> **Brief**
Your answer must be every line of the data below that holds the string "Result", copied exactly.

> **Extracted data**
......

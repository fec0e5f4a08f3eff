use std::path::PathBuf;
use std::sync::{Arc, Once};

use multiblock_core::{load_registry_config_from_env, RegistryConfig};

static INIT: Once = Once::new();

pub fn ensure_test_config() -> Arc<RegistryConfig> {
    INIT.call_once(|| {
        let config_path = PathBuf::from(env!("CARGO_MANIFEST_DIR"))
            .join("tests")
            .join("fixtures")
            .join("test_registry_config.json");

        debug_assert!(
            config_path.exists(),
            "missing test registry config at {}",
            config_path.display()
        );

        std::env::set_var("MULTIBLOCK_CONFIG_PATH", &config_path);
    });
    load_registry_config_from_env()
}
use std::fmt;

use serde::{Deserialize, Serialize};

/// Stable identifier for one world dimension.
///
/// The suffix is appended to the record prefix to name the dimension's saved
/// record, so it must never change for an existing save.
#[derive(Debug, Clone, PartialEq, Eq, Hash, PartialOrd, Ord, Serialize, Deserialize)]
pub struct DimensionId {
    name: String,
    suffix: String,
}

impl DimensionId {
    pub fn new(name: impl Into<String>, suffix: impl Into<String>) -> Self {
        Self {
            name: name.into(),
            suffix: suffix.into(),
        }
    }

    pub fn overworld() -> Self {
        Self::new("overworld", "")
    }

    pub fn nether() -> Self {
        Self::new("the_nether", "_nether")
    }

    pub fn end() -> Self {
        Self::new("the_end", "_end")
    }

    pub fn name(&self) -> &str {
        &self.name
    }

    pub fn suffix(&self) -> &str {
        &self.suffix
    }
}

impl fmt::Display for DimensionId {
    fn fmt(&self, f: &mut fmt::Formatter<'_>) -> fmt::Result {
        f.write_str(&self.name)
    }
}

/// Borrowed view of the world handed to decoding.
///
/// Implementations are only ever borrowed for the duration of a single
/// decode call; the registry keeps no reference to the world.
pub trait WorldContext {
    fn dimension(&self) -> &DimensionId;

    /// Lowest valid block Y, inclusive.
    fn min_build_height(&self) -> i32 {
        0
    }

    /// Highest valid block Y, exclusive.
    fn max_build_height(&self) -> i32 {
        256
    }
}

/// Plain [`WorldContext`] for tools and tests that have no live world.
#[derive(Debug, Clone)]
pub struct StaticWorld {
    pub dimension: DimensionId,
    pub min_y: i32,
    pub max_y: i32,
}

impl StaticWorld {
    pub fn new(dimension: DimensionId) -> Self {
        Self {
            dimension,
            min_y: 0,
            max_y: 256,
        }
    }

    pub fn with_height(mut self, min_y: i32, max_y: i32) -> Self {
        self.min_y = min_y;
        self.max_y = max_y;
        self
    }
}

impl WorldContext for StaticWorld {
    fn dimension(&self) -> &DimensionId {
        &self.dimension
    }

    fn min_build_height(&self) -> i32 {
        self.min_y
    }

    fn max_build_height(&self) -> i32 {
        self.max_y
    }
}
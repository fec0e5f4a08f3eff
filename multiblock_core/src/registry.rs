use std::collections::HashMap;
use std::sync::Arc;

use thiserror::Error;
use tracing::{debug, info, warn};

use crate::active::{ActiveSet, ComponentHandle, ControllerTransition};
use crate::capability::{Controller, PeriodToken};
use crate::chunk_index::ChunkIndex;
use crate::codec::{self, CodecError};
use crate::config::RegistryConfig;
use crate::position::{BlockPos, ChunkPos};
use crate::scanner::Scanner;
use crate::state::MultiblockState;
use crate::store::{RecordStore, SavedRecord, StoreError};
use crate::world::{DimensionId, WorldContext};

/// Why one saved entry was left out of a load.
#[derive(Debug, Error)]
pub enum EntryError {
    #[error("key {0:?} is not a linearized block position")]
    BadKey(String),
    #[error(transparent)]
    Codec(#[from] CodecError),
}

#[derive(Debug, Default)]
pub struct LoadReport {
    pub loaded: usize,
    pub skipped: Vec<(String, EntryError)>,
}

/// Every formed multiblock in one dimension.
///
/// Owned and mutated by the simulation thread. The only state shared with
/// the scanner thread is the controller set inside [`ActiveSet`].
pub struct MultiblockWorldData {
    dimension: DimensionId,
    record_name: String,
    mapping: HashMap<BlockPos, Arc<MultiblockState>>,
    chunks: ChunkIndex,
    active: ActiveSet,
    scanner: Scanner,
    dirty: bool,
}

impl MultiblockWorldData {
    pub fn new(dimension: DimensionId, config: &RegistryConfig) -> Self {
        let active = ActiveSet::new();
        let scanner = Scanner::new(active.controllers().clone(), config);
        Self {
            record_name: config.record_name(&dimension),
            dimension,
            mapping: HashMap::new(),
            chunks: ChunkIndex::new(),
            active,
            scanner,
            dirty: false,
        }
    }

    /// Opens the dimension's saved record, or starts empty if none exists.
    pub fn load_or_create(
        store: &dyn RecordStore,
        world: &dyn WorldContext,
        config: &RegistryConfig,
    ) -> Result<(Self, LoadReport), StoreError> {
        let mut data = Self::new(world.dimension().clone(), config);
        let report = match store.read(&data.record_name)? {
            Some(record) => data.load(&record, world),
            None => {
                debug!(
                    target: "multiblocked::registry",
                    record = %data.record_name,
                    "registry.created"
                );
                LoadReport::default()
            }
        };
        Ok((data, report))
    }

    pub fn dimension(&self) -> &DimensionId {
        &self.dimension
    }

    pub fn record_name(&self) -> &str {
        &self.record_name
    }

    /// Registers `state`, replacing whatever was stored at its anchor.
    ///
    /// When the owning controller is supplied it is also marked as loaded,
    /// which starts the scanner if it is the first one.
    pub fn add_mapping(
        &mut self,
        state: MultiblockState,
        controller: Option<Arc<dyn Controller>>,
    ) -> Arc<MultiblockState> {
        let state = Arc::new(state);
        self.index(Arc::clone(&state));
        self.dirty = true;

        if let Some(controller) = controller {
            if controller.pos() != state.anchor() {
                warn!(
                    target: "multiblocked::registry",
                    anchor = %state.anchor(),
                    controller = %controller.pos(),
                    "registry.controller_mismatch"
                );
            }
            self.add_loading(ComponentHandle::Controller(controller));
        }
        state
    }

    /// Unregisters the structure anchored at `anchor`; absent anchors are ignored.
    pub fn remove_mapping(&mut self, anchor: BlockPos) -> Option<Arc<MultiblockState>> {
        let removed = self.mapping.remove(&anchor)?;
        self.chunks.remove(&removed);
        self.dirty = true;
        Some(removed)
    }

    pub fn get(&self, anchor: BlockPos) -> Option<&Arc<MultiblockState>> {
        self.mapping.get(&anchor)
    }

    /// Structures with at least one member in `chunk`, ordered by anchor.
    ///
    /// The returned list is a copy; the registry is unaffected by what the
    /// caller does with it.
    pub fn controllers_in_chunk(&self, chunk: ChunkPos) -> Vec<Arc<MultiblockState>> {
        self.chunks
            .anchors_in(chunk)
            .into_iter()
            .filter_map(|anchor| self.mapping.get(&anchor).cloned())
            .collect()
    }

    /// Structures owning the block at `pos`.
    pub fn structures_at(&self, pos: BlockPos) -> Vec<Arc<MultiblockState>> {
        self.controllers_in_chunk(pos.chunk())
            .into_iter()
            .filter(|state| state.contains(pos))
            .collect()
    }

    pub fn states(&self) -> impl Iterator<Item = &Arc<MultiblockState>> {
        self.mapping.values()
    }

    pub fn len(&self) -> usize {
        self.mapping.len()
    }

    pub fn is_empty(&self) -> bool {
        self.mapping.is_empty()
    }

    /// Loaded components, for inspection only.
    pub fn loading(&self) -> &ActiveSet {
        &self.active
    }

    pub fn add_loading(&mut self, component: ComponentHandle) {
        if self.active.insert(component) == ControllerTransition::FirstLoaded {
            self.scanner.start();
        }
    }

    pub fn remove_loading(&mut self, pos: BlockPos) {
        match self.active.remove(pos) {
            ControllerTransition::LastUnloaded => self.scanner.stop(),
            // A start that raced a stop can leave controllers without a loop.
            _ if !self.active.controllers().is_empty() => self.scanner.start(),
            _ => {}
        }
    }

    pub fn scanner(&self) -> &Scanner {
        &self.scanner
    }

    pub fn period(&self) -> PeriodToken {
        self.scanner.period()
    }

    pub fn is_dirty(&self) -> bool {
        self.dirty
    }

    pub fn mark_dirty(&mut self) {
        self.dirty = true;
    }

    /// Encodes every registered structure without touching the dirty flag.
    ///
    /// Fails rather than letting an anchor that does not pack losslessly
    /// collide with another one's key.
    pub fn to_record(&self) -> Result<SavedRecord, CodecError> {
        let mut record = SavedRecord::new();
        for (anchor, state) in &self.mapping {
            record.insert(codec::pack(*anchor)?.to_string(), codec::encode(state)?);
        }
        Ok(record)
    }

    /// Encodes every registered structure and marks the registry clean.
    pub fn save(&mut self) -> Result<SavedRecord, CodecError> {
        let record = self.to_record()?;
        self.dirty = false;
        Ok(record)
    }

    /// Writes the record if anything changed since the last save.
    /// Returns whether a write happened.
    pub fn flush(&mut self, store: &dyn RecordStore) -> Result<bool, StoreError> {
        if !self.dirty {
            return Ok(false);
        }
        let record = self.to_record()?;
        store.write(&self.record_name, &record)?;
        self.dirty = false;
        info!(
            target: "multiblocked::registry",
            record = %self.record_name,
            structures = record.len(),
            "registry.saved"
        );
        Ok(true)
    }

    /// Registers every decodable entry of `record`.
    ///
    /// `world` is borrowed for this call only. Entries that fail are skipped
    /// and listed in the report; the rest still load.
    pub fn load(&mut self, record: &SavedRecord, world: &dyn WorldContext) -> LoadReport {
        let mut report = LoadReport::default();
        for (key, blob) in record.iter() {
            match decode_entry(key, blob, world) {
                Ok(state) => {
                    self.index(Arc::new(state));
                    report.loaded += 1;
                }
                Err(err) => {
                    warn!(
                        target: "multiblocked::registry",
                        record = %self.record_name,
                        key,
                        error = %err,
                        "registry.load_skipped"
                    );
                    report.skipped.push((key.to_string(), err));
                }
            }
        }
        info!(
            target: "multiblocked::registry",
            record = %self.record_name,
            loaded = report.loaded,
            skipped = report.skipped.len(),
            "registry.loaded"
        );
        report
    }

    /// Whether the chunk index equals a fresh rebuild from the member caches.
    pub fn chunk_index_consistent(&self) -> bool {
        self.chunks.matches(self.mapping.values().map(Arc::as_ref))
    }

    /// Stops the scanner and waits for its thread to exit.
    pub fn shutdown(&mut self) {
        self.scanner.shutdown();
    }

    fn index(&mut self, state: Arc<MultiblockState>) {
        if let Some(previous) = self.mapping.insert(state.anchor(), Arc::clone(&state)) {
            self.chunks.remove(&previous);
        }
        self.chunks.insert(&state);
    }
}

impl Drop for MultiblockWorldData {
    fn drop(&mut self) {
        self.shutdown();
    }
}

fn decode_entry(
    key: &str,
    blob: &[u8],
    world: &dyn WorldContext,
) -> Result<MultiblockState, EntryError> {
    let packed: i64 = key
        .parse()
        .map_err(|_| EntryError::BadKey(key.to_string()))?;
    Ok(codec::decode(blob, world, BlockPos::from_long(packed))?)
}

#[cfg(test)]
mod tests {
    use super::*;
    use crate::world::StaticWorld;

    fn registry() -> MultiblockWorldData {
        MultiblockWorldData::new(DimensionId::overworld(), &RegistryConfig::default())
    }

    fn state(anchor: BlockPos, members: &[BlockPos]) -> MultiblockState {
        MultiblockState::new(anchor, "multiblocked:test", members.iter().copied())
    }

    #[test]
    fn chunk_queries_match_worked_example() {
        let mut data = registry();
        let a = BlockPos::new(0, 0, 0);
        let b = BlockPos::new(0, 0, 32);
        data.add_mapping(state(a, &[a, BlockPos::new(1, 0, 0)]), None);
        data.add_mapping(state(b, &[b]), None);

        let anchors = |chunk| -> Vec<BlockPos> {
            data.controllers_in_chunk(chunk)
                .iter()
                .map(|s| s.anchor())
                .collect()
        };
        assert_eq!(anchors(BlockPos::new(1, 0, 0).chunk()), vec![a]);
        assert_eq!(anchors(b.chunk()), vec![b]);
        assert!(anchors(ChunkPos::new(40, -3)).is_empty());
    }

    #[test]
    fn re_registration_replaces_and_drops_stale_chunks() {
        let mut data = registry();
        let anchor = BlockPos::new(0, 0, 0);
        data.add_mapping(state(anchor, &[anchor, BlockPos::new(20, 0, 0)]), None);
        data.add_mapping(state(anchor, &[anchor]), None);

        assert_eq!(data.len(), 1);
        assert!(data.controllers_in_chunk(ChunkPos::new(1, 0)).is_empty());
        assert_eq!(data.get(anchor).unwrap().cache().len(), 1);
        assert!(data.chunk_index_consistent());
    }

    #[test]
    fn removing_absent_anchor_is_a_clean_no_op() {
        let mut data = registry();
        assert!(data.remove_mapping(BlockPos::new(5, 5, 5)).is_none());
        assert!(!data.is_dirty());
    }

    #[test]
    fn mutations_mark_dirty_and_save_clears_it() {
        let mut data = registry();
        let anchor = BlockPos::new(3, 4, 5);
        data.add_mapping(state(anchor, &[anchor]), None);
        assert!(data.is_dirty());

        let record = data.save().unwrap();
        assert!(!data.is_dirty());
        assert!(record.get(&anchor.to_long().to_string()).is_some());

        data.remove_mapping(anchor);
        assert!(data.is_dirty());
    }

    #[test]
    fn unpackable_anchors_fail_the_save_instead_of_colliding() {
        let mut data = registry();
        let low = BlockPos::new(0, 10, 0);
        let high = BlockPos::new(0, 4106, 0);
        assert_eq!(low.to_long(), high.to_long());
        data.add_mapping(state(low, &[low]), None);
        data.add_mapping(state(high, &[]), None);

        match data.save() {
            Err(CodecError::OutOfRange { pos }) => assert_eq!(pos, high),
            other => panic!("expected OutOfRange, got {other:?}"),
        }
        assert!(data.is_dirty());
        assert_eq!(data.len(), 2);
    }

    #[test]
    fn structures_at_filters_by_membership() {
        let mut data = registry();
        let anchor = BlockPos::new(2, 0, 2);
        data.add_mapping(state(anchor, &[anchor, BlockPos::new(3, 0, 2)]), None);
        assert_eq!(data.structures_at(BlockPos::new(3, 0, 2)).len(), 1);
        assert!(data.structures_at(BlockPos::new(4, 0, 2)).is_empty());
    }

    #[test]
    fn load_skips_bad_keys() {
        let world = StaticWorld::new(DimensionId::overworld());
        let anchor = BlockPos::new(9, 9, 9);
        let mut record = SavedRecord::new();
        record.insert(
            anchor.to_long().to_string(),
            codec::encode(&state(anchor, &[anchor])).unwrap(),
        );
        record.insert("not-a-pos", codec::encode(&state(anchor, &[])).unwrap());

        let mut data = registry();
        let report = data.load(&record, &world);
        assert_eq!(report.loaded, 1);
        assert!(matches!(report.skipped[0].1, EntryError::BadKey(_)));
        assert!(!data.is_dirty());
        assert_eq!(data.controllers_in_chunk(anchor.chunk()).len(), 1);
    }
}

......

> **Completed exercise**
    fn fmt(&self, f: &mut fmt::Formatter<'_>) -> fmt::Result {
    ) -> Result<(Self, LoadReport), StoreError> {
    pub fn to_record(&self) -> Result<SavedRecord, CodecError> {
    pub fn save(&mut self) -> Result<SavedRecord, CodecError> {
    pub fn flush(&mut self, store: &dyn RecordStore) -> Result<bool, StoreError> {
) -> Result<MultiblockState, EntryError> {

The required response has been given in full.